Now, considering the recent turn of events, I didn’t know what to say to her.

So I dodged her calls.

When Friday night rolled around—and Barrett still treated me to radio silence—I accepted Marc Sandoval’s renewed invitation to drinks. Drinks turned into a candlelight dinner at a cozy restaurant in Old Town. And dinner turned into a moonlit stroll along the Alexandria waterfront.

But the waterfront was as far as I could go.

Long before the witching hour, I thanked Marc for a nice time, turned my cheek when he moved in to kiss me good night, and beat it back to my empty, echoing house. It was after 11
P.M.
when I walked through the door. But in my home office, the phone was ringing off the hook.

I darted to my desk, snatched the thing from its cradle. “Hello?”

“Miss Sinclair? I’m sorry to bother you. I know it’s quite late.”

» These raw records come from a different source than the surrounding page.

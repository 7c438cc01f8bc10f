//! Audit-log API handlers.
use crate::api::error::{ApiError, from_ops};
use crate::api::types::StationNameRequest;
use crate::app::AppState;
use crate::handlers::audit;
use crate::model::AuditLog;
use axum::Json;
use axum::extract::State;

#[utoipa::path(
    post,
    path = "/api/auditlogs/getAuditLogsByStation",
    tag = "auditlogs",
    request_body = StationNameRequest,
    responses(
        (status = 200, description = "Station history, newest first", body = [AuditLog])
    )
)]
pub(crate) async fn get_audit_logs_by_station(
    State(state): State<AppState>,
    Json(body): Json<StationNameRequest>,
) -> Result<Json<Vec<AuditLog>>, ApiError> {
    audit::get_by_station(&state.core, &body.station_name.to_lowercase())
        .await
        .map(Json)
        .map_err(|err| from_ops(err, state.showable_status()))
}
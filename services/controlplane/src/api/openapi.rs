//! OpenAPI document for the admin surface.
use utoipa::OpenApi;

#[derive(OpenApi)]
#[openapi(
    info(
        title = "conveyor-controlplane",
        version = "v1",
        description = "Conveyor broker control plane HTTP API"
    ),
    paths(
        crate::api::system::status,
        crate::api::schemas::create_new_schema,
        crate::api::schemas::get_all_schemas,
        crate::api::schemas::get_schema_details,
        crate::api::schemas::remove_schema,
        crate::api::schemas::create_new_version,
        crate::api::schemas::roll_back_version,
        crate::api::schemas::validate_schema,
        crate::api::stations::create_station,
        crate::api::stations::get_all_stations,
        crate::api::stations::get_stations_by_factory,
        crate::api::stations::get_station_details,
        crate::api::stations::get_schema_details_for_station,
        crate::api::stations::attach_schema_to_station,
        crate::api::stations::detach_schema_from_station,
        crate::api::stations::remove_station,
        crate::api::factories::create_factory,
        crate::api::factories::get_all_factories,
        crate::api::factories::get_factory_details,
        crate::api::factories::remove_factory,
        crate::api::producers::get_all_producers,
        crate::api::producers::get_all_producers_by_station,
        crate::api::consumers::get_all_consumers,
        crate::api::consumers::get_all_consumers_by_station,
        crate::api::tags::create_tag,
        crate::api::tags::get_all_tags,
        crate::api::tags::get_tags_by_entity,
        crate::api::tags::attach_tag,
        crate::api::tags::detach_tag,
        crate::api::tags::remove_tag,
        crate::api::audit_logs::get_audit_logs_by_station
    ),
    components(schemas(
        crate::api::types::ErrorResponse,
        crate::api::types::HealthStatus,
        crate::api::types::CreateSchemaRequest,
        crate::api::types::SchemaNameRequest,
        crate::api::types::RemoveSchemaRequest,
        crate::api::types::CreateVersionRequest,
        crate::api::types::RollbackVersionRequest,
        crate::api::types::ValidateSchemaRequest,
        crate::api::types::ValidateSchemaResponse,
        crate::api::types::CreateStationRequest,
        crate::api::types::StationNameRequest,
        crate::api::types::AttachSchemaRequest,
        crate::api::types::CreateFactoryRequest,
        crate::api::types::FactoryNameRequest,
        crate::api::types::CreateTagRequest,
        crate::api::types::TagNameRequest,
        crate::api::types::TagAttachmentRequest,
        crate::api::types::TagsByEntityRequest,
        crate::handlers::tags::TagSpec,
        crate::model::EntityId,
        crate::model::AuditLog,
        crate::model::UserType,
        crate::model::Connection,
        crate::model::Consumer,
        crate::model::ExtendedConsumer,
        crate::model::Factory,
        crate::model::ExtendedFactory,
        crate::model::FactoryDetails,
        crate::model::HandleKind,
        crate::model::Producer,
        crate::model::ExtendedProducer,
        crate::model::Schema,
        crate::model::SchemaDetails,
        crate::model::SchemaSummary,
        crate::model::SchemaType,
        crate::model::SchemaVersion,
        crate::model::RetentionPolicy,
        crate::model::RetentionType,
        crate::model::SchemaBinding,
        crate::model::Station,
        crate::model::StationDetails,
        crate::model::StorageType,
        crate::model::Tag,
        crate::model::TagEntityKind
    )),
    tags(
        (name = "system", description = "Health and discovery"),
        (name = "schemas", description = "Schema management and versioning"),
        (name = "stations", description = "Station management"),
        (name = "factories", description = "Factory management"),
        (name = "producers", description = "Producer views"),
        (name = "consumers", description = "Consumer views"),
        (name = "tags", description = "Tag management"),
        (name = "auditlogs", description = "Audit history")
    )
)]
pub struct ApiDoc;
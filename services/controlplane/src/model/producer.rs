//! Producer model definitions.
//!
//! # Purpose
//! A producer is a per-connection handle on a station. The pair
//! `(is_active, is_deleted)` encodes its liveness: connected (true, false),
//! disconnected (false, false), deleted (false, true). Deleted is terminal
//! for the identity; `is_deleted` implies `!is_active`.
use super::EntityId;
use chrono::{DateTime, Utc};
use conveyor_transport::ConnectionId;
use serde::{Deserialize, Serialize};
use utoipa::ToSchema;

#[derive(Debug, Serialize, Deserialize, ToSchema, Clone, Copy, PartialEq, Eq)]
#[serde(rename_all = "lowercase")]
pub enum HandleKind {
    Application,
    Connector,
}

#[derive(Debug, Serialize, Deserialize, ToSchema, Clone)]
pub struct Producer {
    pub id: EntityId,
    pub name: String,
    pub station_id: EntityId,
    pub factory_id: EntityId,
    #[serde(rename = "type")]
    pub kind: HandleKind,
    #[schema(value_type = String)]
    pub connection_id: ConnectionId,
    pub created_by_user: String,
    pub creation_date: DateTime<Utc>,
    pub is_active: bool,
    pub is_deleted: bool,
}

/// Producer joined with its station, factory and connection, as surfaced by
/// list endpoints and the station overview.
#[derive(Debug, Serialize, Deserialize, ToSchema, Clone)]
pub struct ExtendedProducer {
    pub id: EntityId,
    pub name: String,
    #[serde(rename = "type")]
    pub kind: HandleKind,
    #[schema(value_type = String)]
    pub connection_id: ConnectionId,
    pub created_by_user: String,
    pub creation_date: DateTime<Utc>,
    pub is_active: bool,
    pub is_deleted: bool,
    pub station_name: String,
    pub factory_name: String,
    pub client_address: String,
}
//! Tag operations.
//!
//! Tags are standalone rows carrying id lists per entity kind, so attach and
//! detach are single-document updates on the tag itself.
use crate::core::Core;
use crate::error::{OpsError, OpsResult};
use crate::model::{EntityId, Tag, TagEntityKind};
use crate::store::SortOrder;
use crate::validation::validate_object_name;
use chrono::Utc;
use serde::Deserialize;
use utoipa::ToSchema;

/// Tag reference accepted inline by create endpoints (schema create takes a
/// list of these).
#[derive(Debug, Clone, Deserialize, ToSchema)]
pub struct TagSpec {
    pub name: String,
    pub color: String,
}

pub async fn create_tag(core: &Core, name: &str, color: &str) -> OpsResult<Tag> {
    let name = name.to_lowercase();
    validate_object_name(&name, "Tag")?;
    let tag = Tag {
        id: EntityId::generate(),
        name: name.clone(),
        color: color.to_string(),
        creation_date: Utc::now(),
        stations: Vec::new(),
        schemas: Vec::new(),
        factories: Vec::new(),
    };
    let inserted = core
        .db
        .tags
        .upsert_set_on_insert(|row| row.name == name, tag.clone())
        .await?;
    if !inserted {
        return Err(OpsError::Conflict(
            "Tag with that name already exists".to_string(),
        ));
    }
    Ok(tag)
}

/// Attach an existing tag to an entity; attaching twice is a no-op.
pub async fn attach_tag(
    core: &Core,
    tag_name: &str,
    kind: TagEntityKind,
    entity_id: &EntityId,
) -> OpsResult<()> {
    let tag_name = tag_name.to_lowercase();
    let matched = core
        .db
        .tags
        .update_one(
            |row| row.name == tag_name,
            |row| {
                let attachments = row.attachments_mut(kind);
                if !attachments.contains(entity_id) {
                    attachments.push(entity_id.clone());
                }
            },
        )
        .await?;
    if !matched {
        return Err(OpsError::NotFound("Tag does not exist".to_string()));
    }
    Ok(())
}

pub async fn detach_tag(
    core: &Core,
    tag_name: &str,
    kind: TagEntityKind,
    entity_id: &EntityId,
) -> OpsResult<()> {
    let tag_name = tag_name.to_lowercase();
    let matched = core
        .db
        .tags
        .update_one(
            |row| row.name == tag_name,
            |row| row.attachments_mut(kind).retain(|id| id != entity_id),
        )
        .await?;
    if !matched {
        return Err(OpsError::NotFound("Tag does not exist".to_string()));
    }
    Ok(())
}

/// Create-if-missing then attach, for tags submitted inline with an entity.
pub async fn ensure_attached(
    core: &Core,
    specs: &[TagSpec],
    kind: TagEntityKind,
    entity_id: &EntityId,
) -> OpsResult<()> {
    for spec in specs {
        match create_tag(core, &spec.name, &spec.color).await {
            Ok(_) | Err(OpsError::Conflict(_)) => {}
            Err(err) => return Err(err),
        }
        attach_tag(core, &spec.name, kind, entity_id).await?;
    }
    Ok(())
}

pub async fn get_tags_by_entity(
    core: &Core,
    kind: TagEntityKind,
    entity_id: &EntityId,
) -> OpsResult<Vec<Tag>> {
    Ok(core
        .db
        .tags
        .find_many_sorted(
            |row| row.attachments(kind).contains(entity_id),
            |row| row.name.clone(),
            SortOrder::Ascending,
        )
        .await?)
}

pub async fn get_all_tags(core: &Core) -> OpsResult<Vec<Tag>> {
    Ok(core
        .db
        .tags
        .find_many_sorted(|_| true, |row| row.name.clone(), SortOrder::Ascending)
        .await?)
}

/// Delete a tag row; all of its attachments disappear with it.
pub async fn remove_tag(core: &Core, name: &str) -> OpsResult<()> {
    let name = name.to_lowercase();
    let deleted = core.db.tags.delete_many(|row| row.name == name).await?;
    if deleted == 0 {
        return Err(OpsError::NotFound("Tag does not exist".to_string()));
    }
    Ok(())
}

/// Remove one entity from every tag that references it. Used by delete
/// cascades (schema removal, for one).
pub async fn detach_entity_from_all(
    core: &Core,
    kind: TagEntityKind,
    entity_id: &EntityId,
) -> OpsResult<()> {
    core.db
        .tags
        .update_many(
            |row| row.attachments(kind).contains(entity_id),
            |row| row.attachments_mut(kind).retain(|id| id != entity_id),
        )
        .await?;
    Ok(())
}
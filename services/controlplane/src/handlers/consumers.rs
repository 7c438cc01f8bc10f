//! Consumer operations, mirroring the producer surface with group and
//! delivery tuning fields on top.
use crate::core::Core;
use crate::error::{OpsError, OpsResult};
use crate::handlers::{audit, partition_latest, stations};
use crate::model::{
    Connection, Consumer, EntityId, ExtendedConsumer, Factory, Station, UserType,
};
use crate::store::SortOrder;
use crate::validation::{parse_handle_kind, validate_object_name};
use chrono::Utc;
use conveyor_transport::{ClientInfo, ConnectionId, CreateConsumerRequest, DestroyConsumerRequest};
use std::collections::HashMap;

pub async fn create_consumer_direct(
    core: &Core,
    request: &CreateConsumerRequest,
    client: &ClientInfo,
) -> OpsResult<()> {
    let name = request.name.to_lowercase();
    validate_object_name(&name, "Consumer")?;
    let kind = parse_handle_kind(&request.consumer_type.to_lowercase(), "Consumer")?;
    let consumers_group = request.consumers_group.to_lowercase();
    if !consumers_group.is_empty() {
        validate_object_name(&consumers_group, "Consumers group")?;
    }

    let request_connection = request.connection_id.clone();
    let connection = core
        .db
        .connections
        .find_one(|row| row.id == request_connection)
        .await?
        .ok_or_else(|| OpsError::NotFound("Connection id was not found".to_string()))?;
    if !connection.is_active {
        return Err(OpsError::Validation(
            "Connection id is not active".to_string(),
        ));
    }

    let station_name = request.station_name.to_lowercase();
    let station = match stations::get_station_by_name(core, &station_name).await? {
        Some(station) => station,
        None => {
            let (station, created) =
                stations::create_default_station(core, &station_name, &connection.created_by_user)
                    .await?;
            if created {
                let message = format!("Station {station_name} has been created");
                tracing::info!("{message}");
                audit::record(
                    core,
                    &station_name,
                    &message,
                    &client.username,
                    UserType::Application,
                )
                .await;
                core.record_analytics("stations_created_total");
            }
            station
        }
    };

    let station_id = station.id.clone();
    let existing = core
        .db
        .consumers
        .find_one(|row| row.name == name && row.station_id == station_id && !row.is_deleted)
        .await?;
    if existing.is_some() {
        return Err(OpsError::Conflict(
            "Consumer name has to be unique per station".to_string(),
        ));
    }

    let consumer = Consumer {
        id: EntityId::generate(),
        name: name.clone(),
        station_id: station.id.clone(),
        factory_id: station.factory_id.clone(),
        kind,
        connection_id: connection.id.clone(),
        consumers_group,
        max_ack_time_ms: request.max_ack_time_ms,
        max_msg_deliveries: request.max_msg_deliveries,
        created_by_user: connection.created_by_user.clone(),
        creation_date: Utc::now(),
        is_active: true,
        is_deleted: false,
    };
    let inserted = core
        .db
        .consumers
        .upsert_set_on_insert(
            |row| row.name == name && row.station_id == station_id && !row.is_deleted,
            consumer,
        )
        .await?;
    if !inserted {
        return Err(OpsError::Conflict(
            "Consumer name has to be unique per station".to_string(),
        ));
    }

    let message = format!("Consumer {name} has been created");
    tracing::info!("{message}");
    audit::record(
        core,
        &station.name,
        &message,
        &client.username,
        UserType::Application,
    )
    .await;
    core.record_analytics("consumers_created_total");
    Ok(())
}

pub async fn destroy_consumer_direct(
    core: &Core,
    request: &DestroyConsumerRequest,
    client: &ClientInfo,
) -> OpsResult<()> {
    let name = request.name.to_lowercase();
    let station_name = request.station_name.to_lowercase();
    let station = stations::get_station_by_name(core, &station_name)
        .await?
        .ok_or_else(|| OpsError::NotFound("Consumer does not exist".to_string()))?;

    let station_id = station.id.clone();
    let prior = core
        .db
        .consumers
        .find_one_and_update(
            |row| row.name == name && row.station_id == station_id && row.is_active,
            |row| {
                row.is_active = false;
                row.is_deleted = true;
            },
        )
        .await?;
    if prior.is_none() {
        return Err(OpsError::NotFound("Consumer does not exist".to_string()));
    }

    let message = format!("Consumer {name} has been deleted");
    tracing::info!("{message}");
    audit::record(
        core,
        &station.name,
        &message,
        &client.username,
        UserType::Application,
    )
    .await;
    Ok(())
}

pub async fn kill_consumers(core: &Core, connection_id: &ConnectionId) -> OpsResult<()> {
    let affected = core
        .db
        .consumers
        .find_many_sorted(
            |row| row.connection_id == *connection_id && row.is_active,
            |row| row.creation_date,
            SortOrder::Ascending,
        )
        .await?;
    if affected.is_empty() {
        return Ok(());
    }

    core.db
        .consumers
        .update_many(
            |row| row.connection_id == *connection_id && row.is_active,
            |row| row.is_active = false,
        )
        .await?;

    let station_names = station_names_by_id(core).await?;
    for consumer in &affected {
        let station_name = station_names
            .get(&consumer.station_id)
            .cloned()
            .unwrap_or_default();
        let message = format!("Consumer {} has been disconnected", consumer.name);
        audit::record(
            core,
            &station_name,
            &message,
            &consumer.created_by_user,
            UserType::for_username(&consumer.created_by_user),
        )
        .await;
    }
    Ok(())
}

pub async fn relive_consumers(core: &Core, connection_id: &ConnectionId) -> OpsResult<()> {
    core.db
        .consumers
        .update_many(
            |row| row.connection_id == *connection_id && !row.is_deleted,
            |row| row.is_active = true,
        )
        .await?;
    Ok(())
}

pub async fn get_all_consumers(core: &Core) -> OpsResult<Vec<ExtendedConsumer>> {
    let rows = core
        .db
        .consumers
        .find_many_sorted(|_| true, |row| row.creation_date, SortOrder::Descending)
        .await?;
    extend(core, rows).await
}

pub async fn get_extended_by_station(
    core: &Core,
    station: &Station,
) -> OpsResult<Vec<ExtendedConsumer>> {
    let station_id = station.id.clone();
    let rows = core
        .db
        .consumers
        .find_many_sorted(
            |row| row.station_id == station_id,
            |row| row.creation_date,
            SortOrder::Descending,
        )
        .await?;
    extend(core, rows).await
}

pub async fn get_partitioned_by_station(
    core: &Core,
    station: &Station,
) -> OpsResult<(
    Vec<ExtendedConsumer>,
    Vec<ExtendedConsumer>,
    Vec<ExtendedConsumer>,
)> {
    let rows = get_extended_by_station(core, station).await?;
    Ok(partition_latest(
        &rows,
        |row| row.name.clone(),
        |row| row.is_active,
        |row| row.is_deleted,
    ))
}

async fn extend(core: &Core, rows: Vec<Consumer>) -> OpsResult<Vec<ExtendedConsumer>> {
    let stations: HashMap<EntityId, Station> = core
        .db
        .stations
        .aggregate(|rows| {
            rows.iter()
                .map(|station| (station.id.clone(), station.clone()))
                .collect()
        })
        .await?;
    let factories: HashMap<EntityId, Factory> = core
        .db
        .factories
        .aggregate(|rows| {
            rows.iter()
                .map(|factory| (factory.id.clone(), factory.clone()))
                .collect()
        })
        .await?;
    let connections: HashMap<ConnectionId, Connection> = core
        .db
        .connections
        .aggregate(|rows| {
            rows.iter()
                .map(|connection| (connection.id.clone(), connection.clone()))
                .collect()
        })
        .await?;

    Ok(rows
        .into_iter()
        .map(|row| ExtendedConsumer {
            station_name: stations
                .get(&row.station_id)
                .map(|station| station.name.clone())
                .unwrap_or_default(),
            factory_name: factories
                .get(&row.factory_id)
                .map(|factory| factory.name.clone())
                .unwrap_or_default(),
            client_address: connections
                .get(&row.connection_id)
                .map(|connection| connection.client_address.clone())
                .unwrap_or_default(),
            id: row.id,
            name: row.name,
            kind: row.kind,
            connection_id: row.connection_id,
            consumers_group: row.consumers_group,
            max_ack_time_ms: row.max_ack_time_ms,
            max_msg_deliveries: row.max_msg_deliveries,
            created_by_user: row.created_by_user,
            creation_date: row.creation_date,
            is_active: row.is_active,
            is_deleted: row.is_deleted,
        })
        .collect())
}

async fn station_names_by_id(core: &Core) -> OpsResult<HashMap<EntityId, String>> {
    core.db
        .stations
        .aggregate(|rows| {
            rows.iter()
                .map(|station| (station.id.clone(), station.name.clone()))
                .collect()
        })
        .await
        .map_err(Into::into)
}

To be honest, I’ll admit the voice on the other end of the connection wasn’t the one I’d been dying to hear. But I told myself that didn’t matter. In my line of work, people with real problems called at night. Not grown women bothered because some guy had left them in their lingerie so he could go traipsing into the unknown with an old high school buddy. No, my caller was a little old lady, guessing by the warble in her voice. And the catch in her throat suggested she was out of options.

She said, “My granddaughter gave me your number. My grandson’s in a good deal of trouble.”

“Trouble,” I said, “is my specialty.”

So were referrals and repeat business. They were any entrepreneur’s bread and butter, but given my rarified field as a private-eye-turned-security-specialist who took on high-risk, high-profile clients allergic to bad press and the police, they were definitely mine. Besides, taking on a new job—and sorting through someone else’s dirty laundry—would give me something else to think about. Because in recent days, I’d been stuck on how much Barrett’s bailing on me stung. A new case would keep me too busy to think about it.

So I forced a smile I hoped the old woman could hear. “How can I help you…? I’m sorry. I didn’t catch your name.”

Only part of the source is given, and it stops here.